§ **INSTRUCTIONS FOR THE TASK**:
Lines below that include "casts" are the answer; copy each one.

§ **SUPPLIED DATA**:
//! Expression trees handed over by the host planner.
//!
//! The host engine classifies restriction clauses before a remote statement is
//! built. Each clause arrives as an [`Expression`], a closed tagged enum with one
//! variant per node kind the translator understands. Node kinds the translator
//! does not model are carried as [`Expression::Unsupported`] so that both the
//! walker and the generator stay exhaustive matches.
//!
//! | Group | Variants |
//! |---|---|
//! | **Leaves** | `Column`, `Literal` |
//! | **Operators** | `Operator`, `Distinct` |
//! | **Boolean logic** | `Bool`, `NullTest`, `BooleanTest` |
//! | **Membership** | `ArrayMembership` |
//! | **Calls and casts** | `Function`, `Relabel` |
//!
//! Operator and function identities are opaque numeric ids resolved through the
//! injected [`Catalog`](crate::catalog::Catalog).

use serde::{Deserialize, Serialize};

/// Identity of a relation in the host query's range table
pub type RelationId = u32;

/// Ordinal column position; values below 1 denote system columns
pub type AttrNumber = i16;

/// Host-engine operator identity
#[derive(Debug, Clone, Copy, PartialEq, Eq, Hash, PartialOrd, Ord, Serialize, Deserialize)]
pub struct OperatorId(pub u32);

/// Host-engine function identity
#[derive(Debug, Clone, Copy, PartialEq, Eq, Hash, PartialOrd, Ord, Serialize, Deserialize)]
pub struct FunctionId(pub u32);

/// Declared type of a column, literal or function result.
#[derive(Debug, Clone, Copy, PartialEq, Eq, Hash, Serialize, Deserialize)]
#[serde(rename_all = "snake_case")]
pub enum SqlType {
    Bool,
    Bytea,
    Char,
    Name,
    Int2,
    Int4,
    Int8,
    Text,
    Oid,
    Float4,
    Float8,
    Bpchar,
    Varchar,
    Date,
    Time,
    Timestamp,
    TimestampTz,
    Interval,
    Numeric,
    Bit,
    Varbit,
    /// A type without a dedicated variant, identified by its host id
    Other(u32),
}

impl SqlType {
    /// Character types, rendered as quoted string literals
    pub fn is_character(self) -> bool {
        matches!(
            self,
            SqlType::Text | SqlType::Char | SqlType::Bpchar | SqlType::Varchar | SqlType::Name
        )
    }

    /// Integer types
    pub fn is_integer(self) -> bool {
        matches!(self, SqlType::Int2 | SqlType::Int4 | SqlType::Int8)
    }

    /// Numeric types, rendered as bare text
    pub fn is_numeric(self) -> bool {
        self.is_integer()
            || matches!(self, SqlType::Float4 | SqlType::Float8 | SqlType::Numeric)
    }

    /// Date/time types with a quoted literal form in the remote dialect
    pub fn is_datetime(self) -> bool {
        matches!(self, SqlType::Date | SqlType::Time | SqlType::Timestamp)
    }
}

/// Represent a pushdown candidate expression as a single recursive node.
///
/// Heap-allocated variants are boxed to keep the enum small.
#[derive(Debug, Clone, PartialEq, Serialize, Deserialize)]
#[serde(rename_all = "snake_case")]
pub enum Expression {
    Column(ColumnRef),
    Literal(Literal),
    Operator(Box<OpExpr>),
    /// `a IS DISTINCT FROM b`, carried with the underlying equality operator
    Distinct(Box<OpExpr>),
    Bool(Box<BoolExpr>),
    NullTest(Box<NullTest>),
    BooleanTest(Box<BooleanTest>),
    ArrayMembership(Box<ArrayMembership>),
    Function(Box<FunctionCall>),
    Relabel(Box<Relabel>),
    /// A host node kind with no translation (sub-select, parameter, CASE, ...)
    Unsupported(UnsupportedNode),
}

impl Expression {
    /// Column of `relation` at nesting level zero
    pub fn column(relation: RelationId, attnum: AttrNumber, ty: SqlType) -> Self {
        Expression::Column(ColumnRef {
            relation,
            levels_up: 0,
            attnum,
            ty,
        })
    }

    pub fn literal(ty: SqlType, value: impl Into<String>) -> Self {
        Expression::Literal(Literal {
            ty,
            value: Some(value.into()),
        })
    }

    pub fn int4(value: i32) -> Self {
        Self::literal(SqlType::Int4, value.to_string())
    }

    pub fn text(value: impl Into<String>) -> Self {
        Self::literal(SqlType::Text, value)
    }

    pub fn boolean(value: bool) -> Self {
        Self::literal(SqlType::Bool, if value { "t" } else { "f" })
    }

    pub fn null(ty: SqlType) -> Self {
        Expression::Literal(Literal { ty, value: None })
    }

    pub fn op(operator: OperatorId, args: Vec<Expression>) -> Self {
        Expression::Operator(Box::new(OpExpr { operator, args }))
    }

    pub fn binary(operator: OperatorId, left: Expression, right: Expression) -> Self {
        Self::op(operator, vec![left, right])
    }

    pub fn distinct(operator: OperatorId, left: Expression, right: Expression) -> Self {
        Expression::Distinct(Box::new(OpExpr {
            operator,
            args: vec![left, right],
        }))
    }

    pub fn and(args: Vec<Expression>) -> Self {
        Expression::Bool(Box::new(BoolExpr {
            op: BoolOp::And,
            args,
        }))
    }

    pub fn or(args: Vec<Expression>) -> Self {
        Expression::Bool(Box::new(BoolExpr { op: BoolOp::Or, args }))
    }

    pub fn not(arg: Expression) -> Self {
        Expression::Bool(Box::new(BoolExpr {
            op: BoolOp::Not,
            args: vec![arg],
        }))
    }

    pub fn is_null(arg: Expression) -> Self {
        Expression::NullTest(Box::new(NullTest {
            arg,
            kind: NullTestKind::IsNull,
        }))
    }

    pub fn is_not_null(arg: Expression) -> Self {
        Expression::NullTest(Box::new(NullTest {
            arg,
            kind: NullTestKind::IsNotNull,
        }))
    }

    pub fn boolean_test(arg: Expression, kind: BoolTestKind) -> Self {
        Expression::BooleanTest(Box::new(BooleanTest { arg, kind }))
    }

    /// `operand IN (...)` over a literal array (`= ANY`)
    pub fn in_list(operator: OperatorId, operand: Expression, array: ArrayLiteral) -> Self {
        Expression::ArrayMembership(Box::new(ArrayMembership {
            operator,
            operand,
            array: ArrayOperand::Literal(array),
            use_or: true,
        }))
    }

    /// `operand NOT IN (...)` over a literal array (`<> ALL`)
    pub fn not_in_list(operator: OperatorId, operand: Expression, array: ArrayLiteral) -> Self {
        Expression::ArrayMembership(Box::new(ArrayMembership {
            operator,
            operand,
            array: ArrayOperand::Literal(array),
            use_or: false,
        }))
    }

    pub fn func(function: FunctionId, args: Vec<Expression>, result_type: SqlType) -> Self {
        Expression::Function(Box::new(FunctionCall {
            function,
            args,
            result_type,
            implicit_coercion: false,
        }))
    }

    /// A coercion the host planner inserted implicitly
    pub fn implicit_coercion(function: FunctionId, arg: Expression, result_type: SqlType) -> Self {
        Expression::Function(Box::new(FunctionCall {
            function,
            args: vec![arg],
            result_type,
            implicit_coercion: true,
        }))
    }

    pub fn relabel(arg: Expression, result_type: SqlType, implicit: bool) -> Self {
        Expression::Relabel(Box::new(Relabel {
            arg,
            result_type,
            implicit,
        }))
    }

    pub fn unsupported(kind: impl Into<String>) -> Self {
        Expression::Unsupported(UnsupportedNode { kind: kind.into() })
    }

    /// Short node-kind name used in diagnostics
    pub fn kind_name(&self) -> &str {
        match self {
            Expression::Column(_) => "column",
            Expression::Literal(_) => "literal",
            Expression::Operator(_) => "operator",
            Expression::Distinct(_) => "distinct",
            Expression::Bool(_) => "bool_expr",
            Expression::NullTest(_) => "null_test",
            Expression::BooleanTest(_) => "boolean_test",
            Expression::ArrayMembership(_) => "array_membership",
            Expression::Function(_) => "function",
            Expression::Relabel(_) => "relabel",
            Expression::Unsupported(node) => &node.kind,
        }
    }
}

/// Reference to a column of a relation in the host query
#[derive(Debug, Clone, Copy, PartialEq, Eq, Serialize, Deserialize)]
pub struct ColumnRef {
    pub relation: RelationId,
    /// Query nesting distance; zero for the current query level
    #[serde(default)]
    pub levels_up: u32,
    pub attnum: AttrNumber,
    pub ty: SqlType,
}

/// A constant in its host textual form; `None` is SQL NULL
#[derive(Debug, Clone, PartialEq, Eq, Serialize, Deserialize)]
pub struct Literal {
    pub ty: SqlType,
    pub value: Option<String>,
}

/// Prefix or binary operator application
#[derive(Debug, Clone, PartialEq, Serialize, Deserialize)]
pub struct OpExpr {
    pub operator: OperatorId,
    pub args: Vec<Expression>,
}

#[derive(Debug, Clone, Copy, PartialEq, Eq, Serialize, Deserialize)]
#[serde(rename_all = "snake_case")]
pub enum BoolOp {
    And,
    Or,
    Not,
}

/// N-ary AND/OR, or unary NOT
#[derive(Debug, Clone, PartialEq, Serialize, Deserialize)]
pub struct BoolExpr {
    pub op: BoolOp,
    pub args: Vec<Expression>,
}

#[derive(Debug, Clone, Copy, PartialEq, Eq, Serialize, Deserialize)]
#[serde(rename_all = "snake_case")]
pub enum NullTestKind {
    IsNull,
    IsNotNull,
}

#[derive(Debug, Clone, PartialEq, Serialize, Deserialize)]
pub struct NullTest {
    pub arg: Expression,
    pub kind: NullTestKind,
}

/// The six boolean test forms
#[derive(Debug, Clone, Copy, PartialEq, Eq, Hash, Serialize, Deserialize)]
#[serde(rename_all = "snake_case")]
pub enum BoolTestKind {
    IsTrue,
    IsNotTrue,
    IsFalse,
    IsNotFalse,
    IsUnknown,
    IsNotUnknown,
}

impl BoolTestKind {
    pub const ALL: [BoolTestKind; 6] = [
        BoolTestKind::IsTrue,
        BoolTestKind::IsNotTrue,
        BoolTestKind::IsFalse,
        BoolTestKind::IsNotFalse,
        BoolTestKind::IsUnknown,
        BoolTestKind::IsNotUnknown,
    ];
}

#[derive(Debug, Clone, PartialEq, Serialize, Deserialize)]
pub struct BooleanTest {
    pub arg: Expression,
    pub kind: BoolTestKind,
}

/// Constant array on the right-hand side of a membership test
#[derive(Debug, Clone, PartialEq, Eq, Serialize, Deserialize)]
pub struct ArrayLiteral {
    pub element_type: SqlType,
    pub elements: Vec<Option<String>>,
}

impl ArrayLiteral {
    pub fn new(element_type: SqlType, elements: Vec<Option<String>>) -> Self {
        Self {
            element_type,
            elements,
        }
    }

    /// Array without NULL elements
    pub fn of<I, S>(element_type: SqlType, values: I) -> Self
    where
        I: IntoIterator<Item = S>,
        S: Into<String>,
    {
        Self {
            element_type,
            elements: values.into_iter().map(|v| Some(v.into())).collect(),
        }
    }
}

#[derive(Debug, Clone, PartialEq, Serialize, Deserialize)]
#[serde(rename_all = "snake_case")]
pub enum ArrayOperand {
    Literal(ArrayLiteral),
    /// Any non-constant array source (sub-select, parameter, column)
    Expression(Expression),
}

/// `operand op ANY(array)` when `use_or`, otherwise `operand op ALL(array)`
#[derive(Debug, Clone, PartialEq, Serialize, Deserialize)]
pub struct ArrayMembership {
    pub operator: OperatorId,
    pub operand: Expression,
    pub array: ArrayOperand,
    pub use_or: bool,
}

#[derive(Debug, Clone, PartialEq, Serialize, Deserialize)]
pub struct FunctionCall {
    pub function: FunctionId,
    pub args: Vec<Expression>,
    pub result_type: SqlType,
    /// Whether the call is a coercion the host inserted implicitly
    #[serde(default)]
    pub implicit_coercion: bool,
}

/// Binary-compatible relabeling of a value to another type
#[derive(Debug, Clone, PartialEq, Serialize, Deserialize)]
pub struct Relabel {
    pub arg: Expression,
    pub result_type: SqlType,
    /// No-op implicit coercion; explicit casts are never pushed down
    pub implicit: bool,
}

#[derive(Debug, Clone, PartialEq, Eq, Serialize, Deserialize)]
pub struct UnsupportedNode {
    pub kind: String,
}

#[cfg(test)]
mod tests {
    use super::*;

    #[test]
    fn test_type_classes() {
        assert!(SqlType::Varchar.is_character());
        assert!(SqlType::Int8.is_integer());
        assert!(SqlType::Numeric.is_numeric());
        assert!(!SqlType::Numeric.is_integer());
        assert!(SqlType::Timestamp.is_datetime());
        assert!(!SqlType::TimestampTz.is_datetime());
        assert!(!SqlType::Bool.is_numeric());
    }

    #[test]
    fn test_constructors() {
        let expr = Expression::and(vec![
            Expression::is_null(Expression::column(1, 2, SqlType::Text)),
            Expression::not(Expression::column(1, 3, SqlType::Bool)),
        ]);
        match &expr {
            Expression::Bool(b) => {
                assert_eq!(b.op, BoolOp::And);
                assert_eq!(b.args.len(), 2);
            }
            other => panic!("unexpected {other:?}"),
        }
        assert_eq!(expr.kind_name(), "bool_expr");
        assert_eq!(Expression::unsupported("sub_link").kind_name(), "sub_link");
    }

    #[test]
    fn test_serde_shape() {
        let expr = Expression::column(7, 1, SqlType::Int4);
        let json = serde_json::to_string(&expr).unwrap();
        assert_eq!(
            json,
            r#"{"column":{"relation":7,"levels_up":0,"attnum":1,"ty":"int4"}}"#
        );
        let back: Expression = serde_json::from_str(&json).unwrap();
        assert_eq!(back, expr);
    }
}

§ **ANSWER TO THIS TASK**:
//! | **Calls and casts** | `Function`, `Relabel` |
    /// No-op implicit coercion; explicit casts are never pushed down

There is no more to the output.